* [THE TASK]
Whenever a line in the records below contains "ColorRole", pick it out.

(INFORMATION GIVEN)

#[cfg(test)]
mod tests {
    use super::*;
    use crate::draw::ColorRole;
    use crate::theme::ApproxTheme;
    use crate::widgets::WidgetType;

    fn add(scene: &mut Scene, theme: &ApproxTheme, kind: WidgetType, x: f64, y: f64) -> ItemId {
        let id = scene.insert(Widget::new(kind, Point::new(x, y), theme));
        scene.add_on_top(id);
        id
    }

    #[derive(Default)]
    struct Recorder {
        ops: Vec<(Point, DrawOp)>,
        selections: Vec<Rect>,
    }

    impl Painter for Recorder {
        fn paint(&mut self, origin: Point, op: &DrawOp) {
            self.ops.push((origin, op.clone()));
        }

        fn paint_selection(&mut self, rect: Rect) {
            self.selections.push(rect);
        }
    }

    #[test]
    fn test_add_on_top_assigns_ids_and_z() {
        let theme = ApproxTheme::new();
        let mut scene = Scene::default();
        let a = add(&mut scene, &theme, WidgetType::Button, 0.0, 0.0);
        let b = add(&mut scene, &theme, WidgetType::Button, 10.0, 10.0);

        assert_eq!(scene.widget(a).unwrap().id(), Some(0));
        assert_eq!(scene.widget(b).unwrap().id(), Some(1));
        assert!((scene.get(a).unwrap().z() - 0.1).abs() < 1e-9);
        assert!((scene.get(b).unwrap().z() - 0.2).abs() < 1e-9);
        assert_eq!(scene.top_level_sorted(), vec![a, b]);
        assert!(!scene.get(a).unwrap().is_locked());
    }

    #[test]
    fn test_remove_keeps_arena_entry() {
        let theme = ApproxTheme::new();
        let mut scene = Scene::default();
        let a = add(&mut scene, &theme, WidgetType::Button, 0.0, 0.0);
        scene.remove(a);
        assert!(scene.is_empty());
        assert!(scene.contains(a));
        scene.link(a);
        assert_eq!(scene.top_level_sorted(), vec![a]);
        assert_eq!(scene.widget(a).unwrap().id(), Some(0));
    }

    #[test]
    fn test_z_ties_keep_insertion_order() {
        let theme = ApproxTheme::new();
        let mut scene = Scene::default();
        let a = add(&mut scene, &theme, WidgetType::Button, 0.0, 0.0);
        let b = add(&mut scene, &theme, WidgetType::Button, 0.0, 0.0);
        let c = add(&mut scene, &theme, WidgetType::Button, 0.0, 0.0);
        scene.set_z(a, 1.0);
        scene.set_z(b, 1.0);
        scene.set_z(c, 1.0);
        assert_eq!(scene.top_level_sorted(), vec![a, b, c]);
    }

    #[test]
    fn test_group_round_trip() {
        let theme = ApproxTheme::new();
        let mut scene = Scene::default();
        let a = add(&mut scene, &theme, WidgetType::Button, 10.0, 20.0);
        let b = add(&mut scene, &theme, WidgetType::Button, 100.0, 50.0);
        let rect_a = scene.get(a).unwrap().pos_rect();
        let rect_b = scene.get(b).unwrap().pos_rect();
        let (za, zb) = (scene.get(a).unwrap().z(), scene.get(b).unwrap().z());

        let group = scene.create_group(&[a, b]);
        assert_eq!(scene.top_level_sorted(), vec![group]);
        let g = scene.group(group).unwrap();
        assert_eq!(g.members(), &[a, b]);
        assert_eq!(g.pos_rect(), rect_a.union(rect_b));
        assert!(!g.is_locked());
        assert!((g.z() - za).abs() < f64::EPSILON);
        assert!(scene.get(a).unwrap().is_locked());
        assert_eq!(scene.get(a).unwrap().pos(), Point::ZERO);
        assert_eq!(scene.scene_rect(b), Some(rect_b));
        assert_eq!(scene.widget(b).unwrap().parent(), Some(group));

        let members = scene.destroy_group(group);
        assert_eq!(members, vec![a, b]);
        assert_eq!(scene.top_level_sorted(), vec![a, b]);
        assert_eq!(scene.get(a).unwrap().pos_rect(), rect_a);
        assert_eq!(scene.get(b).unwrap().pos_rect(), rect_b);
        assert!(!scene.get(b).unwrap().is_locked());
        assert!((scene.get(b).unwrap().z() - zb).abs() < f64::EPSILON);
        assert_eq!(scene.widget(a).unwrap().parent(), None);
    }

    #[test]
    fn test_grouping_flattens_nested_groups() {
        let theme = ApproxTheme::new();
        let mut scene = Scene::default();
        let a = add(&mut scene, &theme, WidgetType::Button, 0.0, 0.0);
        let b = add(&mut scene, &theme, WidgetType::Button, 50.0, 0.0);
        let c = add(&mut scene, &theme, WidgetType::Button, 100.0, 100.0);
        let inner = scene.create_group(&[a, b]);
        let outer = scene.create_group(&[inner, c]);

        assert_eq!(scene.top_level_sorted(), vec![outer]);
        assert_eq!(scene.group(outer).unwrap().members(), &[a, b, c]);
        assert!(!scene.is_top_level(inner));
    }

    #[test]
    fn test_destroy_group_passes_selection() {
        let theme = ApproxTheme::new();
        let mut scene = Scene::default();
        let a = add(&mut scene, &theme, WidgetType::Button, 0.0, 0.0);
        let b = add(&mut scene, &theme, WidgetType::Button, 50.0, 0.0);
        scene.set_selected(a, true);
        let group = scene.create_group(&[a, b]);
        assert!(!scene.is_selected(a));
        assert!(!scene.is_selected(group));

        scene.set_selected(group, true);
        scene.destroy_group(group);
        assert!(scene.is_selected(a));
        assert!(scene.is_selected(b));

        scene.restore_group(group);
        assert_eq!(scene.top_level_sorted(), vec![group]);
        assert_eq!(scene.group(group).unwrap().members(), &[a, b]);
    }

    #[test]
    fn test_group_resize_rescales_members() {
        let theme = ApproxTheme::new();
        let mut scene = Scene::default();
        let a = add(&mut scene, &theme, WidgetType::Label, 0.0, 0.0);
        let b = add(&mut scene, &theme, WidgetType::Label, 0.0, 0.0);
        scene.set_rect(a, Rect::new(0.0, 0.0, 50.0, 20.0));
        scene.set_rect(b, Rect::new(50.0, 20.0, 100.0, 40.0));
        let group = scene.create_group(&[a, b]);

        scene.set_rect(group, Rect::new(10.0, 10.0, 210.0, 90.0));
        assert_eq!(scene.get(a).unwrap().pos_rect(), Rect::new(0.0, 0.0, 100.0, 40.0));
        assert_eq!(scene.get(b).unwrap().pos_rect(), Rect::new(100.0, 40.0, 200.0, 80.0));
        assert_eq!(scene.scene_rect(b), Some(Rect::new(110.0, 50.0, 210.0, 90.0)));

        scene.set_rect(group, Rect::new(0.0, 0.0, 100.0, 40.0));
        assert_eq!(scene.get(b).unwrap().pos_rect(), Rect::new(50.0, 20.0, 100.0, 40.0));
    }

    #[test]
    fn test_group_z_moves_first_member() {
        let theme = ApproxTheme::new();
        let mut scene = Scene::default();
        let a = add(&mut scene, &theme, WidgetType::Button, 0.0, 0.0);
        let b = add(&mut scene, &theme, WidgetType::Button, 50.0, 0.0);
        let group = scene.create_group(&[a, b]);
        scene.set_z(group, 7.0);
        assert!((scene.get(a).unwrap().z() - 7.0).abs() < f64::EPSILON);
        assert!((scene.get(b).unwrap().z() - 0.2).abs() < 1e-9);
    }

    #[test]
    fn test_locked_items_are_not_selectable() {
        let theme = ApproxTheme::new();
        let mut scene = Scene::default();
        let a = add(&mut scene, &theme, WidgetType::Button, 0.0, 0.0);
        let b = add(&mut scene, &theme, WidgetType::Button, 50.0, 0.0);
        scene.set_locked(a, true);
        scene.select_all();
        assert_eq!(scene.selected_sorted(), vec![b]);
        scene.set_selected(a, true);
        assert!(!scene.is_selected(a));
        scene.clear_selection();
        assert!(scene.selected_sorted().is_empty());
    }

    #[test]
    fn test_item_at_prefers_topmost() {
        let theme = ApproxTheme::new();
        let mut scene = Scene::default();
        let a = add(&mut scene, &theme, WidgetType::Button, 0.0, 0.0);
        let b = add(&mut scene, &theme, WidgetType::Button, 10.0, 10.0);
        assert_eq!(scene.item_at(Point::new(15.0, 15.0)), Some(b));
        assert_eq!(scene.item_at(Point::new(2.0, 2.0)), Some(a));
        assert_eq!(scene.item_at(Point::new(500.0, 500.0)), None);
    }

    #[test]
    fn test_all_widgets_includes_members() {
        let theme = ApproxTheme::new();
        let mut scene = Scene::default();
        let a = add(&mut scene, &theme, WidgetType::Button, 0.0, 0.0);
        let b = add(&mut scene, &theme, WidgetType::Button, 50.0, 0.0);
        let c = add(&mut scene, &theme, WidgetType::Button, 90.0, 0.0);
        scene.create_group(&[a, b]);
        assert_eq!(scene.all_widgets_sorted(), vec![a, b, c]);
        assert_eq!(scene.top_level_widgets(), vec![c]);
    }

    #[test]
    fn test_sweep_keeps_referenced() {
        let theme = ApproxTheme::new();
        let mut scene = Scene::default();
        let a = add(&mut scene, &theme, WidgetType::Button, 0.0, 0.0);
        let b = add(&mut scene, &theme, WidgetType::Button, 50.0, 0.0);
        let c = add(&mut scene, &theme, WidgetType::Button, 90.0, 0.0);
        let group = scene.create_group(&[a, b]);
        scene.remove(group);
        scene.remove(c);

        let referenced: HashSet<ItemId> = [group].into_iter().collect();
        assert_eq!(scene.sweep(&referenced), 1);
        assert!(scene.contains(a));
        assert!(scene.contains(b));
        assert!(!scene.contains(c));

        assert_eq!(scene.sweep(&HashSet::new()), 3);
        assert_eq!(scene.arena_len(), 0);
    }

    #[test]
    fn test_paint_walks_z_order_with_selection_swap() {
        let theme = ApproxTheme::new();
        let mut scene = Scene::default();
        let a = add(&mut scene, &theme, WidgetType::AlertBox, 0.0, 0.0);
        let b = add(&mut scene, &theme, WidgetType::Button, 300.0, 0.0);
        scene.set_z(a, 5.0);
        scene.set_selected(a, true);
        scene.set_rect(b, Rect::new(300.0, 0.0, 400.0, 50.0));

        let mut recorder = Recorder::default();
        scene.paint(&theme, &mut recorder);

        assert_eq!(recorder.ops.first().unwrap().0, Point::new(300.0, 0.0));
        assert_eq!(recorder.ops.first().unwrap().1.rect().width(), 100.0);
        assert_eq!(recorder.ops.last().unwrap().0, Point::ZERO);
        assert_eq!(recorder.selections, vec![scene.get(a).unwrap().pos_rect()]);
        assert!(recorder.ops.iter().any(|(origin, op)| {
            *origin == Point::ZERO
                && matches!(op, DrawOp::Background { color: ColorRole::SelectedWidgetBackground, .. })
        }));
        // The cached sequence is untouched.
        assert!(scene.widget(a).unwrap().data().drawing().iter().any(|op| {
            matches!(op, DrawOp::Background { color: ColorRole::WidgetBackground, .. })
        }));
    }

    #[test]
    fn test_events_drain_in_order() {
        let mut scene = Scene::default();
        let id = ItemId(3);
        scene.push_event(SceneEvent::EditRequested { item: id });
        scene.push_event(SceneEvent::Moved {
            item: id,
            from: Point::ZERO,
            to: Point::new(1.0, 1.0),
        });
        let events = scene.drain_events();
        assert_eq!(events.len(), 2);
        assert_eq!(events[0], SceneEvent::EditRequested { item: id });
        assert!(scene.drain_events().is_empty());
    }
}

(End INFORMATION GIVEN)

* [ANSWER SECTION]
    use crate::draw::ColorRole;
                && matches!(op, DrawOp::Background { color: ColorRole::SelectedWidgetBackground, .. })
            matches!(op, DrawOp::Background { color: ColorRole::WidgetBackground, .. })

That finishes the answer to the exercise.